The new Bush plan to secure Baghdad gives a major role to the Iraqi army and police units in securing Baghdad. Few in the city expect that these predominantly Shia forces will seriously challenge their fellow Shia.
As the discussions for the new security plan were continuing, an Iraqi Shia official who belongs to another party told me: "We know that Moqtada [al-Sadr] and his men are responsible for all this mess but what can we do? We can't attack them, we can only talk to them. Its like having a mentally ill relative - you can't just throw him in the street."
Fadhel and other Mahdi army officers also describe a complex relationship with Iraq's Shia neighbour.
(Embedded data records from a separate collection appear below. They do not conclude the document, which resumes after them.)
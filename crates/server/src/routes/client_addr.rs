use std::net::SocketAddr;

use axum::{
    extract::{ConnectInfo, Request},
    http,
    middleware::Next,
    response::Response,
};
use tracing::info;

const FORWARDED_FOR: &str = "x-forwarded-for";

/// Caller address for logging: the raw `X-Forwarded-For` value when a proxy
/// set one, else the TCP peer, else `unknown` (no connect info, e.g. in-process tests).
pub fn client_addr<B>(req: &http::Request<B>) -> String {
    if let Some(fwd) = req.headers().get(FORWARDED_FOR).and_then(|v| v.to_str().ok()) {
        return fwd.to_string();
    }
    req.extensions()
        .get::<ConnectInfo<SocketAddr>>()
        .map(|ConnectInfo(addr)| addr.ip().to_string())
        .unwrap_or_else(|| "unknown".to_string())
}

/// Middleware: log every incoming request with the caller address.
pub async fn log_client_addr(req: Request, next: Next) -> Response {
    let client = client_addr(&req);
    info!(%client, method = %req.method(), path = %req.uri().path(), "incoming request");
    next.run(req).await
}
use std::io;
use tracing_subscriber::{fmt, EnvFilter};

const DEFAULT_FILTER: &str = "info,tower_http=info,axum=info";

/// Initialize tracing subscriber with compact human-readable output.
/// - Respects `RUST_LOG` if set
/// - Falls back to `info,tower_http=info,axum=info`
/// - Writes to stdout so request logs show up next to the server banner
pub fn init_logging_default() {
    let env_filter = EnvFilter::try_from_default_env()
        .unwrap_or_else(|_| EnvFilter::new(DEFAULT_FILTER));
    let _ = fmt()
        .with_env_filter(env_filter)
        .with_target(false)
        .compact()
        .with_writer(io::stdout)
        .try_init();
}

/// Initialize tracing subscriber with JSON structured output.
pub fn init_logging_json() {
    let env_filter = EnvFilter::try_from_default_env()
        .unwrap_or_else(|_| EnvFilter::new(DEFAULT_FILTER));
    let _ = fmt()
        .with_env_filter(env_filter)
        .with_target(false)
        .json()
        .with_writer(io::stdout)
        .try_init();
}

/// Pick the output format from `LOG_FORMAT` (`json` or anything else for compact).
pub fn init_logging_from_env() {
    match std::env::var("LOG_FORMAT") {
        Ok(v) if v.eq_ignore_ascii_case("json") => init_logging_json(),
        _ => init_logging_default(),
    }
}
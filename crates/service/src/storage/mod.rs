//! Storage backends for the service layer.
//!
//! The message collection lives in a single pretty-printed JSON file that is
//! read in full and rewritten in full on every operation.

pub mod json_file_store;

pub use json_file_store::{InitOutcome, JsonFileStore};
use std::{future::Future, net::SocketAddr, sync::Arc};

use axum::Router;
use configs::{AppConfig, StorageConfig};
use service::{
    messages::MessageService,
    storage::{InitOutcome, JsonFileStore},
};
use tokio::net::TcpListener;
use tower_http::cors::CorsLayer;
use tracing::{info, warn};

use crate::errors::StartupError;
use crate::routes::{self, AppState};

fn build_cors() -> CorsLayer {
    CorsLayer::very_permissive()
}

/// `config.toml` (or `CONFIG_PATH`) plus env overrides, validated.
pub fn load_config() -> Result<AppConfig, StartupError> {
    AppConfig::load_and_validate().map_err(|e| StartupError::InvalidConfig(e.to_string()))
}

/// Prepare the data file and wire the message service for `storage`.
pub async fn build_state(storage: &StorageConfig) -> Result<AppState, StartupError> {
    common::env::ensure_data_dir(&storage.data_file).await?;

    let store = JsonFileStore::new(&storage.data_file);
    match store.initialize(storage.on_corrupt).await? {
        InitOutcome::Created => {}
        InitOutcome::Existing { messages } => {
            info!(path = %store.path().display(), messages, "loaded message store");
        }
        InitOutcome::ResetCorrupt { backup } => {
            info!(path = %store.path().display(), backup = %backup.display(), "message store reset");
        }
    }

    let svc = MessageService::new(Arc::new(store), storage.id_strategy);
    Ok(AppState::new(Arc::new(svc)))
}

/// Router for the given storage settings, ready to serve.
pub async fn build_app(storage: &StorageConfig) -> Result<Router, StartupError> {
    let state = build_state(storage).await?;
    Ok(routes::build_router(state, build_cors()))
}

/// Serve `app` on `listener`, exposing the peer address to the logging
/// middleware. Once `shutdown` resolves no new connections are accepted and
/// in-flight requests run to completion, so a started save is never cut off.
pub async fn serve<F>(listener: TcpListener, app: Router, shutdown: F) -> std::io::Result<()>
where
    F: Future<Output = ()> + Send + 'static,
{
    axum::serve(listener, app.into_make_service_with_connect_info::<SocketAddr>())
        .with_graceful_shutdown(shutdown)
        .await
}

/// Resolves on Ctrl+C.
pub async fn shutdown_signal() {
    match tokio::signal::ctrl_c().await {
        Ok(()) => info!(event = "shutdown_signal", "received Ctrl+C, draining requests"),
        // without a signal handler the server just runs until killed
        Err(e) => {
            warn!(error = %e, "cannot listen for Ctrl+C");
            std::future::pending::<()>().await
        }
    }
}

/// Public entry: build the app for `cfg` and serve until Ctrl+C.
pub async fn run(cfg: AppConfig) -> anyhow::Result<()> {
    let app = build_app(&cfg.storage).await?;

    let addr: SocketAddr = cfg.server.bind_addr().parse()?;
    let listener = TcpListener::bind(addr).await?;
    info!(
        %addr,
        data_file = %cfg.storage.data_file.display(),
        id_strategy = ?cfg.storage.id_strategy,
        "message board listening"
    );
    serve(listener, app, shutdown_signal()).await?;
    info!("message board stopped");
    Ok(())
}
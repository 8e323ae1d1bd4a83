//! Message domain: data types, the repository seam and the service that runs
//! the read-modify-write cycle for each operation.

pub mod domain;
pub mod repository;
pub mod service;

pub use domain::{parse_message_id, Collection, Message, NewMessage};
pub use repository::MessageRepository;
pub use service::MessageService;
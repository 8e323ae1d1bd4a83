//! Shared building blocks for the message board crates: logging setup,
//! small wire types and startup environment checks.

pub mod types;
pub mod utils;
pub mod env;
//! Environment/runtime helpers
//!
//! Sanity checks to ensure expected directories exist at startup.

use std::path::Path;

use tracing::debug;

/// Make sure the directory holding `data_file` exists so the first write
/// does not fail on a fresh checkout.
pub async fn ensure_data_dir(data_file: &Path) -> anyhow::Result<()> {
    let Some(parent) = data_file.parent().filter(|p| !p.as_os_str().is_empty()) else {
        return Ok(());
    };
    if tokio::fs::metadata(parent).await.is_ok() {
        return Ok(());
    }
    debug!(dir = %parent.display(), "creating data directory");
    tokio::fs::create_dir_all(parent)
        .await
        .map_err(|e| anyhow::anyhow!("cannot create {}: {e}", parent.display()))?;
    Ok(())
}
Iran, which backs a rival Shia faction to the Mahdi Army, secured a PR success when Mr Sadr upon his arrival in Tehran last year announced that the Mahdi Army would defend Iran if attacked by the US. One Mahdi Army commander told me: "The Iranians are helping us not because they like us, but because they hate the US."
The help comes in different forms. "We get weapons from them, mortar shells, RPG rounds, sometimes they give us weapons for free sometimes we have to buy. Depends on who is doing the deal," said the same commander.
Fadhel told me that back in November he escorted a small truck filled with weapons from Kut, on the Iranian border, to Baghdad. "We get the weapons in trucks, we take a letter to the Iraqi army checkpoints and it's all fine."....."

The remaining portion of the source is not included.